(Stored data)

◆ ◆ ◆ ◆ ◆

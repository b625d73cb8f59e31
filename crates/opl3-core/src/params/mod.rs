//! Synthesis parameter identifiers and storage
//!
//! Parameters are normalized `f32` values in [0, 1]. Two address spaces are
//! exposed over the same underlying storage:
//!
//! - per-voice: every operator, channel and global field is addressable
//!   ([`ParamId`], 512 entries)
//! - monotimbral: one modulator/carrier/channel template broadcast to all
//!   voice slots plus tremolo/vibrato depth ([`MonoParamId`], 30 entries)

mod monotimbral;
mod names;
mod store;

use std::fmt;

use serde::{Deserialize, Serialize};

use crate::layout::{ChannelId, OperatorId};
use opl3_common::{CHANNEL_COUNT, OPERATOR_COUNT};

pub use monotimbral::MonotimbralParams;
pub use store::ParameterStore;

/// Per-operator parameter field
#[derive(Debug, Clone, Copy, PartialEq, Eq, Hash)]
pub enum OperatorField {
    /// Amplitude modulation enable
    Am,
    /// Vibrato enable
    Vib,
    /// Envelope type (sustaining)
    Egt,
    /// Key scale rate
    Ksr,
    /// Frequency multiplier
    Mult,
    /// Key scale level
    Ksl,
    /// Total level (attenuation)
    Tl,
    /// Attack rate
    Ar,
    /// Decay rate
    Dr,
    /// Sustain level
    Sl,
    /// Release rate
    Rr,
    /// Waveform select
    Ws,
}

impl OperatorField {
    /// Number of fields per operator.
    pub const COUNT: usize = 12;

    /// Fields in parameter-index order.
    pub const ALL: [OperatorField; Self::COUNT] = [
        OperatorField::Am,
        OperatorField::Vib,
        OperatorField::Egt,
        OperatorField::Ksr,
        OperatorField::Mult,
        OperatorField::Ksl,
        OperatorField::Tl,
        OperatorField::Ar,
        OperatorField::Dr,
        OperatorField::Sl,
        OperatorField::Rr,
        OperatorField::Ws,
    ];

    /// Offset inside an operator's parameter block.
    #[inline]
    pub fn index(self) -> usize {
        self as usize
    }

    /// Field at `index`, or `None` past the end of the block.
    pub fn from_index(index: usize) -> Option<Self> {
        Self::ALL.get(index).copied()
    }

    /// Register bit width of the field.
    pub fn width(self) -> u32 {
        match self {
            OperatorField::Am | OperatorField::Vib | OperatorField::Egt | OperatorField::Ksr => 1,
            OperatorField::Ksl => 2,
            OperatorField::Ws => 3,
            OperatorField::Tl => 6,
            OperatorField::Mult
            | OperatorField::Ar
            | OperatorField::Dr
            | OperatorField::Sl
            | OperatorField::Rr => 4,
        }
    }

    /// Short register mnemonic.
    pub fn mnemonic(self) -> &'static str {
        match self {
            OperatorField::Am => "AM",
            OperatorField::Vib => "VIB",
            OperatorField::Egt => "EGT",
            OperatorField::Ksr => "KSR",
            OperatorField::Mult => "MULT",
            OperatorField::Ksl => "KSL",
            OperatorField::Tl => "TL",
            OperatorField::Ar => "AR",
            OperatorField::Dr => "DR",
            OperatorField::Sl => "SL",
            OperatorField::Rr => "RR",
            OperatorField::Ws => "WS",
        }
    }
}

impl fmt::Display for OperatorField {
    fn fmt(&self, f: &mut fmt::Formatter<'_>) -> fmt::Result {
        f.write_str(self.mnemonic())
    }
}

/// Per-channel parameter field
#[derive(Debug, Clone, Copy, PartialEq, Eq, Hash)]
pub enum ChannelField {
    /// Modulator self-feedback (3 bits)
    Feedback,
    /// Connection type, FM below 0.5, additive above
    Connection,
    /// Left output enable
    LeftOut,
    /// Right output enable
    RightOut,
}

impl ChannelField {
    /// Number of fields per channel.
    pub const COUNT: usize = 4;

    /// Fields in parameter-index order.
    pub const ALL: [ChannelField; Self::COUNT] = [
        ChannelField::Feedback,
        ChannelField::Connection,
        ChannelField::LeftOut,
        ChannelField::RightOut,
    ];

    /// Offset inside a channel's parameter block.
    #[inline]
    pub fn index(self) -> usize {
        self as usize
    }

    /// Field at `index`, or `None` past the end of the block.
    pub fn from_index(index: usize) -> Option<Self> {
        Self::ALL.get(index).copied()
    }
}

/// Chip-wide parameter field
#[derive(Debug, Clone, Copy, PartialEq, Eq, Hash)]
pub enum GlobalField {
    /// Deep tremolo
    TremoloDepth,
    /// Deep vibrato
    VibratoDepth,
    /// Rhythm (percussion) mode
    RhythmMode,
    /// Hi-hat enable
    HiHat,
    /// Top cymbal enable
    TopCymbal,
    /// Tom-tom enable
    TomTom,
    /// Snare drum enable
    SnareDrum,
    /// Bass drum enable
    BassDrum,
}

impl GlobalField {
    /// Number of global fields.
    pub const COUNT: usize = 8;

    /// Fields in parameter-index order.
    pub const ALL: [GlobalField; Self::COUNT] = [
        GlobalField::TremoloDepth,
        GlobalField::VibratoDepth,
        GlobalField::RhythmMode,
        GlobalField::HiHat,
        GlobalField::TopCymbal,
        GlobalField::TomTom,
        GlobalField::SnareDrum,
        GlobalField::BassDrum,
    ];

    /// Offset inside the global block.
    #[inline]
    pub fn index(self) -> usize {
        self as usize
    }

    /// Field at `index`, or `None` past the end of the block.
    pub fn from_index(index: usize) -> Option<Self> {
        Self::ALL.get(index).copied()
    }
}

/// First index of the channel block in the per-voice address space.
pub const CHANNEL_PARAMS_START: usize = OPERATOR_COUNT * OperatorField::COUNT;
/// First index of the global block in the per-voice address space.
pub const GLOBAL_PARAMS_START: usize = CHANNEL_PARAMS_START + CHANNEL_COUNT * ChannelField::COUNT;
/// Size of the per-voice address space.
pub const PER_VOICE_PARAM_COUNT: usize = GLOBAL_PARAMS_START + GlobalField::COUNT;

/// Identifier in the per-voice address space
#[derive(Debug, Clone, Copy, PartialEq, Eq, Hash)]
pub enum ParamId {
    /// One field of one operator
    Operator(OperatorId, OperatorField),
    /// One field of one channel
    Channel(ChannelId, ChannelField),
    /// A chip-wide field
    Global(GlobalField),
}

impl ParamId {
    /// Flat index: operators first, then channels, then globals.
    pub fn index(self) -> usize {
        match self {
            ParamId::Operator(op, field) => op.index() * OperatorField::COUNT + field.index(),
            ParamId::Channel(ch, field) => {
                CHANNEL_PARAMS_START + ch.index() * ChannelField::COUNT + field.index()
            }
            ParamId::Global(field) => GLOBAL_PARAMS_START + field.index(),
        }
    }

    /// Inverse of [`ParamId::index`]; `None` when out of range.
    pub fn from_index(index: usize) -> Option<Self> {
        if index < CHANNEL_PARAMS_START {
            let op = OperatorId::new(index / OperatorField::COUNT)?;
            let field = OperatorField::from_index(index % OperatorField::COUNT)?;
            Some(ParamId::Operator(op, field))
        } else if index < GLOBAL_PARAMS_START {
            let rel = index - CHANNEL_PARAMS_START;
            let ch = ChannelId::new(rel / ChannelField::COUNT)?;
            let field = ChannelField::from_index(rel % ChannelField::COUNT)?;
            Some(ParamId::Channel(ch, field))
        } else {
            GlobalField::from_index(index - GLOBAL_PARAMS_START).map(ParamId::Global)
        }
    }
}

/// Size of the monotimbral address space.
pub const MONO_PARAM_COUNT: usize = 2 * OperatorField::COUNT + ChannelField::COUNT + 2;

/// Identifier in the monotimbral address space
#[derive(Debug, Clone, Copy, PartialEq, Eq, Hash)]
pub enum MonoParamId {
    /// Modulator template field (indices 0-11)
    Modulator(OperatorField),
    /// Carrier template field (indices 12-23)
    Carrier(OperatorField),
    /// Channel template field (indices 24-27)
    Channel(ChannelField),
    /// Deep tremolo (index 28)
    TremoloDepth,
    /// Deep vibrato (index 29)
    VibratoDepth,
}

impl MonoParamId {
    const CARRIER_START: usize = OperatorField::COUNT;
    const CHANNEL_START: usize = 2 * OperatorField::COUNT;
    const TREMOLO: usize = Self::CHANNEL_START + ChannelField::COUNT;
    const VIBRATO: usize = Self::TREMOLO + 1;

    /// Flat index in the monotimbral address space.
    pub fn index(self) -> usize {
        match self {
            MonoParamId::Modulator(field) => field.index(),
            MonoParamId::Carrier(field) => Self::CARRIER_START + field.index(),
            MonoParamId::Channel(field) => Self::CHANNEL_START + field.index(),
            MonoParamId::TremoloDepth => Self::TREMOLO,
            MonoParamId::VibratoDepth => Self::VIBRATO,
        }
    }

    /// Inverse of [`MonoParamId::index`]; `None` when out of range.
    pub fn from_index(index: usize) -> Option<Self> {
        match index {
            i if i < Self::CARRIER_START => OperatorField::from_index(i).map(MonoParamId::Modulator),
            i if i < Self::CHANNEL_START => {
                OperatorField::from_index(i - Self::CARRIER_START).map(MonoParamId::Carrier)
            }
            i if i < Self::TREMOLO => {
                ChannelField::from_index(i - Self::CHANNEL_START).map(MonoParamId::Channel)
            }
            Self::TREMOLO => Some(MonoParamId::TremoloDepth),
            Self::VIBRATO => Some(MonoParamId::VibratoDepth),
            _ => None,
        }
    }
}

/// Which parameter address space the synth exposes to its host
#[derive(Debug, Clone, Copy, PartialEq, Eq, Default, Serialize, Deserialize)]
#[serde(rename_all = "snake_case")]
pub enum ParameterSurface {
    /// Every operator, channel and global field individually (512 parameters)
    #[default]
    PerVoice,
    /// One template broadcast to every voice slot (30 parameters)
    Monotimbral,
}

impl ParameterSurface {
    /// Number of addressable parameters.
    pub fn parameter_count(self) -> usize {
        match self {
            ParameterSurface::PerVoice => PER_VOICE_PARAM_COUNT,
            ParameterSurface::Monotimbral => MONO_PARAM_COUNT,
        }
    }
}

/// Clamp a host value into [0, 1]; NaN becomes 0.
#[inline]
pub(crate) fn normalize(value: f32) -> f32 {
    if value.is_nan() {
        0.0
    } else {
        value.clamp(0.0, 1.0)
    }
}

#[cfg(test)]
mod tests {
    use super::*;

    #[test]
    fn test_address_space_sizes() {
        assert_eq!(CHANNEL_PARAMS_START, 432);
        assert_eq!(GLOBAL_PARAMS_START, 504);
        assert_eq!(PER_VOICE_PARAM_COUNT, 512);
        assert_eq!(MONO_PARAM_COUNT, 30);
    }

    #[test]
    fn test_param_id_index_is_bijective() {
        for index in 0..PER_VOICE_PARAM_COUNT {
            let id = ParamId::from_index(index).expect("index in range");
            assert_eq!(id.index(), index);
        }
        assert_eq!(ParamId::from_index(PER_VOICE_PARAM_COUNT), None);
    }

    #[test]
    fn test_param_id_layout() {
        let op = OperatorId::new(3).unwrap();
        assert_eq!(ParamId::Operator(op, OperatorField::Tl).index(), 3 * 12 + 6);

        let ch = ChannelId::new(17).unwrap();
        assert_eq!(ParamId::Channel(ch, ChannelField::RightOut).index(), 432 + 17 * 4 + 3);

        assert_eq!(ParamId::Global(GlobalField::BassDrum).index(), 511);
    }

    #[test]
    fn test_mono_param_id_index_is_bijective() {
        for index in 0..MONO_PARAM_COUNT {
            let id = MonoParamId::from_index(index).expect("index in range");
            assert_eq!(id.index(), index);
        }
        assert_eq!(MonoParamId::from_index(MONO_PARAM_COUNT), None);
        assert_eq!(MonoParamId::from_index(12), Some(MonoParamId::Carrier(OperatorField::Am)));
        assert_eq!(MonoParamId::from_index(28), Some(MonoParamId::TremoloDepth));
    }

    #[test]
    fn test_field_widths() {
        let total: u32 = OperatorField::ALL.iter().map(|f| f.width()).sum();
        // 0x20: 8 bits, 0x40: 8 bits, 0x60: 8 bits, 0x80: 8 bits, 0xE0: 3 bits
        assert_eq!(total, 35);
    }

    #[test]
    fn test_normalize() {
        assert_eq!(normalize(-0.5), 0.0);
        assert_eq!(normalize(1.5), 1.0);
        assert_eq!(normalize(f32::NAN), 0.0);
        assert_eq!(normalize(0.25), 0.25);
    }
}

◆ ◆ ◆ ◆ ◆

▶ Description of the task
State the number of lines above that hold the string "RightOut", with nothing added.

▶ Response to this exercise
3